Puzzles within the manifest image famously include what van Inwagen (1990) calls the special composition question (SCQ). Given two material objects A and B, SCQ asks under what circumstances their composition AB will exist. While eliminativists reject any composition, typically by arguing that what exists ought to be causally non-redundant (Merricks 2001), universalists take the opposite view that any composition forms a new object, including, for example, the object composed of the nose of Michelangelo's David and the Eiffel Tower (Lewis 1986, 1991). Intermediate views, rejecting these two extremes, have also been developed in order to preserve our common sense intuition by which ordinary objects like tables and chairs clearly exist and yet do not jointly form anything in addition.
Before not too long ago, the debate concerning SCQ has generally been conducted on a priori grounds. However, general mistrust in the metaphysical methodology (see, e.g., Ladyman & Ross (2007: ch. 1)) has led to some proposals that involve an engagement with the natural sciences. These proposals to a solution of SCQ have largely been limited to a physics perspective (Brenner 2018). Many of these approaches address issues that initially occur on a quantum level, such as the problem of how individuation and separability are to be understood in the light of quantum entanglement.
Nonetheless, standard principles of composition and those inspired by physics still fail to capture our ordinary experiences within the manifest image. An alternative perspective to composition that has so far found less attention lies at the interface to the cognitive sciences where the assumption is made that the brain is involved in fusing objects together (Alvarez 2011; Gobet et al. 2001; Osborne 2016). In a recent article (XXX), I discuss a methodological approach of how computational models in contemporary computational neuroscience could help us make sense of the metaphysical problems we face within the manifest image by explaining how these problems come about, given the mechanisms of the human brain. In this presentation I want to present some of these mechanisms and then apply them explicitly to the problem of compositionality.
One of the guiding principles that governs all of computational learning is data compression. Inspired by this, Petersen (2019) recently introduced a new solution to SCQ, suggesting that Kolmogorov Complexity Theory allows us to construct a criterion of composition that is somewhat also related to how the human cognitive system operates. In this presentation, I present a new account of SCQ that is inspired by modern research developments in computational neuroscience. My account extends Petersen's criterion by adding an addition subjective component and giving the cognizing system some additional significance. The ontological principle for which I argue is roughly the following: Given a cognizing system, data composes if the representation of the composition most likely allows to make robust predictions about future incoming data. The principle presupposes a representation of the composing object. This seemingly odd assumption will be motivated by contemporary views of the brain, most notably by the Bayesian brain hypothesis and the theory of predictive processing.

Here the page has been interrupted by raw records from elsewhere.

// Copyright 2026 the Inview Authors
// SPDX-License-Identifier: Apache-2.0 OR MIT

//! The visibility watcher state machine.

use alloc::vec::Vec;

use inview_debounce::{DEFAULT_DEBOUNCE_WINDOW, DeadlineSlot, Debouncer};
use inview_viewport::ViewportProbe;

/// A viewport signal that can trigger a debounced visibility check.
#[derive(Clone, Copy, Debug, PartialEq, Eq, Hash)]
pub enum WatchSignal {
    /// The viewport scrolled.
    Scroll,
    /// The viewport may have been resized.
    Resize,
}

/// Construction options for [`VisibilityWatcher`].
#[derive(Clone, Copy, Debug, PartialEq, Eq, Hash)]
pub struct WatcherOptions {
    /// Quiescence window for the debounced check, in ticks.
    pub debounce_window: u64,
    /// Defers arming by this many ticks after construction. Signals
    /// arriving before the delay elapses are dropped.
    pub arm_delay: Option<u64>,
}

impl Default for WatcherOptions {
    fn default() -> Self {
        Self {
            debounce_window: DEFAULT_DEBOUNCE_WINDOW,
            arm_delay: None,
        }
    }
}

#[derive(Clone, Copy, Debug, PartialEq, Eq)]
enum WatchState {
    /// Arming delay still pending; signals are dropped.
    Waiting,
    /// Listening for signals.
    Armed,
    /// Permanently stood down.
    Disarmed,
}

/// Watches an ordered element set and reports the first one to enter the
/// viewport, once.
///
/// The watcher is a host-driven state machine: the host feeds it
/// [`WatchSignal`]s with monotonic timestamps and then calls
/// [`poll`](Self::poll) (with the current time and a geometry probe) either
/// on a cadence or when [`next_deadline`](Self::next_deadline) elapses.
/// Signals are debounced through a single rescheduling deadline, so a burst
/// of scrolling costs one check.
///
/// Membership of the watched set is fixed at construction. The first check
/// that finds a visible element reports it and permanently disarms the
/// watcher; an empty set leaves the watcher armed forever.
///
/// Each watcher owns its own timers. Independent watcher instances never
/// share scheduling state.
#[derive(Clone, Debug)]
pub struct VisibilityWatcher<E> {
    elements: Vec<E>,
    debounce: Debouncer,
    pending: Option<WatchSignal>,
    arm_delay: DeadlineSlot,
    state: WatchState,
    last_height: f64,
}

impl<E> VisibilityWatcher<E> {
    /// Creates a watcher over `elements`, armed immediately, with default
    /// options.
    ///
    /// `initial_viewport_height` seeds the resize filter: the first
    /// resize-triggered check runs only if the height has moved away from
    /// this value.
    #[must_use]
    pub fn new(elements: Vec<E>, initial_viewport_height: f64) -> Self {
        Self::with_options(
            elements,
            initial_viewport_height,
            WatcherOptions::default(),
            0,
        )
    }

    /// Creates a watcher with explicit options.
    ///
    /// When `options.arm_delay` is set, the watcher starts in a waiting
    /// state and arms once the delay has elapsed past `now`; signals
    /// arriving earlier are dropped. Otherwise the watcher is armed
    /// immediately and `now` is unused.
    #[must_use]
    pub fn with_options(
        elements: Vec<E>,
        initial_viewport_height: f64,
        options: WatcherOptions,
        now: u64,
    ) -> Self {
        let mut arm_delay = DeadlineSlot::new();
        let state = match options.arm_delay {
            Some(delay) => {
                arm_delay.schedule(now, delay);
                WatchState::Waiting
            }
            None => WatchState::Armed,
        };
        Self {
            elements,
            debounce: Debouncer::new(options.debounce_window),
            pending: None,
            arm_delay,
            state,
            last_height: initial_viewport_height,
        }
    }

    /// Returns the watched elements in check order.
    #[must_use]
    pub fn elements(&self) -> &[E] {
        &self.elements
    }

    /// Returns `true` while the arming delay is still pending.
    #[must_use]
    pub fn is_waiting(&self) -> bool {
        self.state == WatchState::Waiting
    }

    /// Returns `true` while the watcher is listening for signals.
    #[must_use]
    pub fn is_armed(&self) -> bool {
        self.state == WatchState::Armed
    }

    /// Returns `true` once the watcher has permanently stood down.
    #[must_use]
    pub fn is_disarmed(&self) -> bool {
        self.state == WatchState::Disarmed
    }

    /// Returns the quiescence window of the debounced check, in ticks.
    #[must_use]
    pub fn debounce_window(&self) -> u64 {
        self.debounce.window()
    }

    /// Returns the viewport height the resize filter last observed.
    #[must_use]
    pub fn last_viewport_height(&self) -> f64 {
        self.last_height
    }

    /// Returns the earliest pending deadline, if any.
    ///
    /// Hosts that sleep between events can use this as their next wake-up
    /// time instead of polling on a cadence.
    #[must_use]
    pub fn next_deadline(&self) -> Option<u64> {
        match (self.arm_delay.deadline(), self.debounce.deadline()) {
            (Some(arm), Some(check)) => Some(arm.min(check)),
            (arm, check) => arm.or(check),
        }
    }

    /// Feeds a viewport signal to the watcher at time `now`.
    ///
    /// While armed, this reschedules the debounced check and records the
    /// signal kind; when two signals race within one window, the last one
    /// decides whether the eventual check is resize-filtered. Signals are
    /// dropped while waiting for the arming delay and ignored forever once
    /// disarmed.
    pub fn on_signal(&mut self, signal: WatchSignal, now: u64) {
        self.tick_arm(now);
        if self.state != WatchState::Armed {
            return;
        }
        self.pending = Some(signal);
        self.debounce.poke(now);
    }

    /// Advances the watcher to time `now` and runs the check routine if the
    /// debounced deadline has elapsed.
    ///
    /// Returns the first element (in watched-set order) whose top edge has
    /// entered the viewport, reporting it exactly once: a successful check
    /// disarms the watcher before returning. Returns `None` when no check
    /// was due, the check was resize-filtered, the scroll offset was
    /// unobtainable, or no element was visible; in all of those cases the
    /// watcher stays armed.
    pub fn poll<P>(&mut self, now: u64, probe: &P) -> Option<&E>
    where
        P: ViewportProbe<E> + ?Sized,
    {
        self.tick_arm(now);
        if self.state != WatchState::Armed {
            return None;
        }
        if !self.debounce.fire(now) {
            return None;
        }
        let signal = self.pending.take()?;
        if signal == WatchSignal::Resize {
            let height = probe.viewport_height();
            if height == self.last_height {
                return None;
            }
            self.last_height = height;
        }
        let index = self.run_check(probe)?;
        self.disarm();
        Some(&self.elements[index])
    }

    /// Permanently stands the watcher down, cancelling any pending
    /// deadlines. Idempotent.
    pub fn disarm(&mut self) {
        self.state = WatchState::Disarmed;
        self.pending = None;
        self.debounce.cancel();
        self.arm_delay.cancel();
    }

    fn tick_arm(&mut self, now: u64) {
        if self.state == WatchState::Waiting && self.arm_delay.fire(now) {
            self.state = WatchState::Armed;
        }
    }

    fn run_check<P>(&self, probe: &P) -> Option<usize>
    where
        P: ViewportProbe<E> + ?Sized,
    {
        let bottom = probe.viewport_bottom()?;
        self.elements
            .iter()
            .position(|element| bottom > probe.element_rect(element).y0)
    }
}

A simplest example to illustrate this principle (but maybe not the most persuasive) is the following: In Fig. 1 (reproduced from Clark (2015)), we notice that when our eyes move from top to bottom, the symbol in the center appears to be the letter ‘B'. Moving our eyes from left to right will, however, make us see the number ‘13'. For Clark, this self-analysis exemplifies how our brain operates by making predictions about its sensory input. In the center of the image we can either see two things, a ‘1' and a ‘3' or we see only one composing thing, a ‘B'. According to the ontological principle I am trying to motivate, the composition takes place when the brain is in a state determined by the context of seeing letters that makes it predict the letter ‘B' because of there being a high probability of a ‘B' following an ‘A'. This, however, also assumes that the cognizer already possess according representations.
Fig. 1: A certain context defines the cognizer's state that effects composition.
My approach follows similar lines as Decock (2018), who suggests that many of the paradoxes in the metaphysical realm—such as those concerning identity—should be addressed from a cognitive science perspective under the label of ‘cognitive metaphysics'. Given our best understanding of how the brain processes information, cognitive metaphysics sets itself the task of making sense of the traditional metaphysical puzzles within the manifest image.
One might critically question, whether this descriptive approach can still be justified under the heading of metaphysics instead of epistemology. Decock provides a list of responses addressing this concern. One possibility is to actually admit that the approach of cognitive metaphysics is only concerned with what traditionally has been labelled as problems of metaphysics but have turned out to be ‘epistemological questions in disguise' (p. 8). This, nonetheless, does not resolve the problem itself and must still, in the historic tradition of metaphysics be addressed. Another possible response to the concern is to adopt a Neo-Kantian stance by which there is no genuine distinction amongst the disciplines. Some philosophers at the cutting edge of contemporary neuroscience have investigated the latter view (e.g., Fazelpour and Thompson 2015; Swanson 2016; Zahavi 2018) by building bridges between our current cognitive theories and Kantianism.